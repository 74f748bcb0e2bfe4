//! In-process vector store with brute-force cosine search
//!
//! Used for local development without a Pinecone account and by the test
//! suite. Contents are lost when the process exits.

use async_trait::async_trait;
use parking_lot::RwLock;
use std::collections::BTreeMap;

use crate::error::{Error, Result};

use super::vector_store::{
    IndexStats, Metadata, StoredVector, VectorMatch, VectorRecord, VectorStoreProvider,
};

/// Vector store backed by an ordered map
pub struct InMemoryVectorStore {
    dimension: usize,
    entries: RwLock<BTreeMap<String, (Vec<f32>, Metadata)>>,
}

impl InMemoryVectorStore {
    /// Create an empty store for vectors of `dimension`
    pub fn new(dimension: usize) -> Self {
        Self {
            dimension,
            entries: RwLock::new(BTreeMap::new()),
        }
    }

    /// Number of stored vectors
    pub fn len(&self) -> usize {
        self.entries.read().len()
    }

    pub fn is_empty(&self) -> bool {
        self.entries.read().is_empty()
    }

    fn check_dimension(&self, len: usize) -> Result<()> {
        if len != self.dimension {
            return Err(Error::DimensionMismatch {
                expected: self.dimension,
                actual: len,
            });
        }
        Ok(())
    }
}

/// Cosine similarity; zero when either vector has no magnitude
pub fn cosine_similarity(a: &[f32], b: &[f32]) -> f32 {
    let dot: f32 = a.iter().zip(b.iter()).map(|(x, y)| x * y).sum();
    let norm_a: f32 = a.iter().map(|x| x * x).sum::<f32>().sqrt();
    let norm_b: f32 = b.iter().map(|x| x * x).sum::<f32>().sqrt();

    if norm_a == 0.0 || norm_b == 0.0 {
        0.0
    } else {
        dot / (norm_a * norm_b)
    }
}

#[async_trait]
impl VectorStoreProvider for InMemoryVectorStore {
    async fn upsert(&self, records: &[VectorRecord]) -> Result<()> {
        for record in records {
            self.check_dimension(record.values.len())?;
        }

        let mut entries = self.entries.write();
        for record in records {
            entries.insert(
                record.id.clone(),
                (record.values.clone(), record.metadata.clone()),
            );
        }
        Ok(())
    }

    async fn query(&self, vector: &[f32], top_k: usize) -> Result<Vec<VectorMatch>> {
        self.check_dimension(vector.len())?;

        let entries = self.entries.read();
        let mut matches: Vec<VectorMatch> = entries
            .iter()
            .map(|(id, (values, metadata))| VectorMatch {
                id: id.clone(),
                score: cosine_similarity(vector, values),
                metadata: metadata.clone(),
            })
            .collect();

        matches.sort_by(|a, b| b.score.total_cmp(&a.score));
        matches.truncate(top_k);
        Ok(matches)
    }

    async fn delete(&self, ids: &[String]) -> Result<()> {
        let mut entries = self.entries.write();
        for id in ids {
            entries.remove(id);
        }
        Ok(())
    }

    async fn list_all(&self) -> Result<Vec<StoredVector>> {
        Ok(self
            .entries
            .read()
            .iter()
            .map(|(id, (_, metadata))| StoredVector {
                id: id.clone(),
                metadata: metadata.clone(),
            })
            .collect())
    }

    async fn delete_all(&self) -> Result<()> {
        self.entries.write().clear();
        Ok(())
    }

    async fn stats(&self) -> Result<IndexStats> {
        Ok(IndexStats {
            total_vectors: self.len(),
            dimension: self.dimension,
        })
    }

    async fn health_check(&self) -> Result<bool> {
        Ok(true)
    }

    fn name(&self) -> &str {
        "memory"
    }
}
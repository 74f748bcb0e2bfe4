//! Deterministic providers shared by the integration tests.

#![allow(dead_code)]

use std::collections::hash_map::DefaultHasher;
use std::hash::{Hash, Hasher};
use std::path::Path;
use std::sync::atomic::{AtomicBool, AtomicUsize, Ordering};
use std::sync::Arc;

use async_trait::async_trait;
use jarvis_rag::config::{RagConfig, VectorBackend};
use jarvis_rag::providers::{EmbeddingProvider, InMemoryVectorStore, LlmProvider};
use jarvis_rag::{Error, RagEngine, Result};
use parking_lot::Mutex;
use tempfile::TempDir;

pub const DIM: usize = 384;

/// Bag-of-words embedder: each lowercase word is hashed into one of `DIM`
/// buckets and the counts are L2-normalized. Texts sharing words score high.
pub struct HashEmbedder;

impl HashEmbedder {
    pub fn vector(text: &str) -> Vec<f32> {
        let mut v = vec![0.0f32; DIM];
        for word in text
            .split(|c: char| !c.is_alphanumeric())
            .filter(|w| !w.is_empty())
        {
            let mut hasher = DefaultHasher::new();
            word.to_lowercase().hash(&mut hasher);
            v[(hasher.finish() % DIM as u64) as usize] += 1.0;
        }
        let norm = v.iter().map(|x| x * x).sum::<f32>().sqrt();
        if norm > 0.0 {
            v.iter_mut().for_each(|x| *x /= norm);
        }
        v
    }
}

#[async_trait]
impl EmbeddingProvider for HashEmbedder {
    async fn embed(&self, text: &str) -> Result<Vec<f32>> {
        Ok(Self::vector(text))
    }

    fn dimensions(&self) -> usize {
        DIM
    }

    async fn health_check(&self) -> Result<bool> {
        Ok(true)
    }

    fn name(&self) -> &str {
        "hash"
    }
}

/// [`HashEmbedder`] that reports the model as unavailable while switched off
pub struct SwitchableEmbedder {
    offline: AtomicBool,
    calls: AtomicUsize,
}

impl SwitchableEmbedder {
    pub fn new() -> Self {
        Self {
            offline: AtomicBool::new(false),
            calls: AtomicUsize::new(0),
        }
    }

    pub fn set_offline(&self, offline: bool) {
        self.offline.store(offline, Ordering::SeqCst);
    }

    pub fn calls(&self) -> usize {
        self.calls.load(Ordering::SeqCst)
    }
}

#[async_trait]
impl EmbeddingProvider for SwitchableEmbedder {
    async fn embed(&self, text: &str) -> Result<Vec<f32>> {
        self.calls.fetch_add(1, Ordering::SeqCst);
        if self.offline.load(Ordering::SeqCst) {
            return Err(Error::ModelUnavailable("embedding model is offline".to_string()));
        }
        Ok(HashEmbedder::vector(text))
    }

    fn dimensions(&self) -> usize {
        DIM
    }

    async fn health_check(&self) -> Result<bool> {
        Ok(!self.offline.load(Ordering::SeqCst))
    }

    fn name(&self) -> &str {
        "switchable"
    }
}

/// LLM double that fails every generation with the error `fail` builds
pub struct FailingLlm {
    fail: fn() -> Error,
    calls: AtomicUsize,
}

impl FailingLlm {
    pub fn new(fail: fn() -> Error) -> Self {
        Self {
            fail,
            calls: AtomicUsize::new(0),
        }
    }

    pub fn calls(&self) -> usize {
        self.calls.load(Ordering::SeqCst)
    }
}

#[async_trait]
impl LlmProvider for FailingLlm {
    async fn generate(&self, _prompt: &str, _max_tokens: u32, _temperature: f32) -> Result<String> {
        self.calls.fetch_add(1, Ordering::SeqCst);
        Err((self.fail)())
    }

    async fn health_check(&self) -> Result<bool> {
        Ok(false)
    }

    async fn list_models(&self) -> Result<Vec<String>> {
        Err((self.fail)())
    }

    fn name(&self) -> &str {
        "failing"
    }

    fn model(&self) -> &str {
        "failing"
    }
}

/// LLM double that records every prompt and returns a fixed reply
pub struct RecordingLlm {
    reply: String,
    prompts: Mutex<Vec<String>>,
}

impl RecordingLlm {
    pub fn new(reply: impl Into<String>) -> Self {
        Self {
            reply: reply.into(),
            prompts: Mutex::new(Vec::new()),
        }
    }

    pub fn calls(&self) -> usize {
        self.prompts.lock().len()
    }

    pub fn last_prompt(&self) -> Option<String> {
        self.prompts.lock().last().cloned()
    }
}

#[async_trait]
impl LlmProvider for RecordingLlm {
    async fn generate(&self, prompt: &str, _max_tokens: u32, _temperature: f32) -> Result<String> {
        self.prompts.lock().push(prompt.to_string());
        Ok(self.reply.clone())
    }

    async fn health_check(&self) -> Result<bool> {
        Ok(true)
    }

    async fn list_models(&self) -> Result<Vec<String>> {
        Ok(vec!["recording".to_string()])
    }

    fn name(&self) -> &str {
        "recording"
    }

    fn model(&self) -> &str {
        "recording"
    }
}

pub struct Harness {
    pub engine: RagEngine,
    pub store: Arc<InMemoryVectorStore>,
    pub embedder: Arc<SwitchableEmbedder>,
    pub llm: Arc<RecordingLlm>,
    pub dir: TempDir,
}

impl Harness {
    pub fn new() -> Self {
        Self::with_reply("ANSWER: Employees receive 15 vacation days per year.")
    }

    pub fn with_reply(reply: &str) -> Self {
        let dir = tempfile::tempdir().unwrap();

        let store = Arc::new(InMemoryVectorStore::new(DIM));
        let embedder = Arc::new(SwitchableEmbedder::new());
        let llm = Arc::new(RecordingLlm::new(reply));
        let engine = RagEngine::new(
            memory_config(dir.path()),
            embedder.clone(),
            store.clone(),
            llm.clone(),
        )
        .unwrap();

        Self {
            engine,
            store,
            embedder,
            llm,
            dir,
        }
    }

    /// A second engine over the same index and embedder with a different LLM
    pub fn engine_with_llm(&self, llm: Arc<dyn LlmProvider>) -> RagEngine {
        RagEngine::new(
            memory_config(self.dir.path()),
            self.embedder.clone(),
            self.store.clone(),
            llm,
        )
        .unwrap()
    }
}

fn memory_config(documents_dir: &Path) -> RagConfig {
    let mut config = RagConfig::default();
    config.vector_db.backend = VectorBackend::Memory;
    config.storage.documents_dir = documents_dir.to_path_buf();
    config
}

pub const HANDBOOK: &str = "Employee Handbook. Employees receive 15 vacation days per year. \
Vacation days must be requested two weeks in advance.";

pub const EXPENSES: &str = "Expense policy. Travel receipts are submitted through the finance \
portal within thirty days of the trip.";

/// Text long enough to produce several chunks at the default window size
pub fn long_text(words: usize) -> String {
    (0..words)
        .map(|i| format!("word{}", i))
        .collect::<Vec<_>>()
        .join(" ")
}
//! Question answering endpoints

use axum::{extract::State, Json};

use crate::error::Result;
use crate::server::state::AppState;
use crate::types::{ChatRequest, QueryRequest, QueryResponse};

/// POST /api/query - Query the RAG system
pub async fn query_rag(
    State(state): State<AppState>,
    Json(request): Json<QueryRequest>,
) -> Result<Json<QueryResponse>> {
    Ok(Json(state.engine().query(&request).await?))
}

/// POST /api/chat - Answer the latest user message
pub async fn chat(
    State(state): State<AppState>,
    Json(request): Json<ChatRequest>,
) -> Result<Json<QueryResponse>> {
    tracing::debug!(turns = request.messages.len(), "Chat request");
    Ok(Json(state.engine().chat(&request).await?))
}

☆ ☆ ☆ ☆

**What needs to be done:** Once the line with "if norm_a == 0.0" is found in the records above, print exactly that line and every line after it through the line with "(_, metadata))| StoredVector".

**Answer box:**
    if norm_a == 0.0 || norm_b == 0.0 {
        0.0
    } else {
        dot / (norm_a * norm_b)
    }
}

#[async_trait]
impl VectorStoreProvider for InMemoryVectorStore {
    async fn upsert(&self, records: &[VectorRecord]) -> Result<()> {
        for record in records {
            self.check_dimension(record.values.len())?;
        }

        let mut entries = self.entries.write();
        for record in records {
            entries.insert(
                record.id.clone(),
                (record.values.clone(), record.metadata.clone()),
            );
        }
        Ok(())
    }

    async fn query(&self, vector: &[f32], top_k: usize) -> Result<Vec<VectorMatch>> {
        self.check_dimension(vector.len())?;

        let entries = self.entries.read();
        let mut matches: Vec<VectorMatch> = entries
            .iter()
            .map(|(id, (values, metadata))| VectorMatch {
                id: id.clone(),
                score: cosine_similarity(vector, values),
                metadata: metadata.clone(),
            })
            .collect();

        matches.sort_by(|a, b| b.score.total_cmp(&a.score));
        matches.truncate(top_k);
        Ok(matches)
    }

    async fn delete(&self, ids: &[String]) -> Result<()> {
        let mut entries = self.entries.write();
        for id in ids {
            entries.remove(id);
        }
        Ok(())
    }

    async fn list_all(&self) -> Result<Vec<StoredVector>> {
        Ok(self
            .entries
            .read()
            .iter()
            .map(|(id, (_, metadata))| StoredVector {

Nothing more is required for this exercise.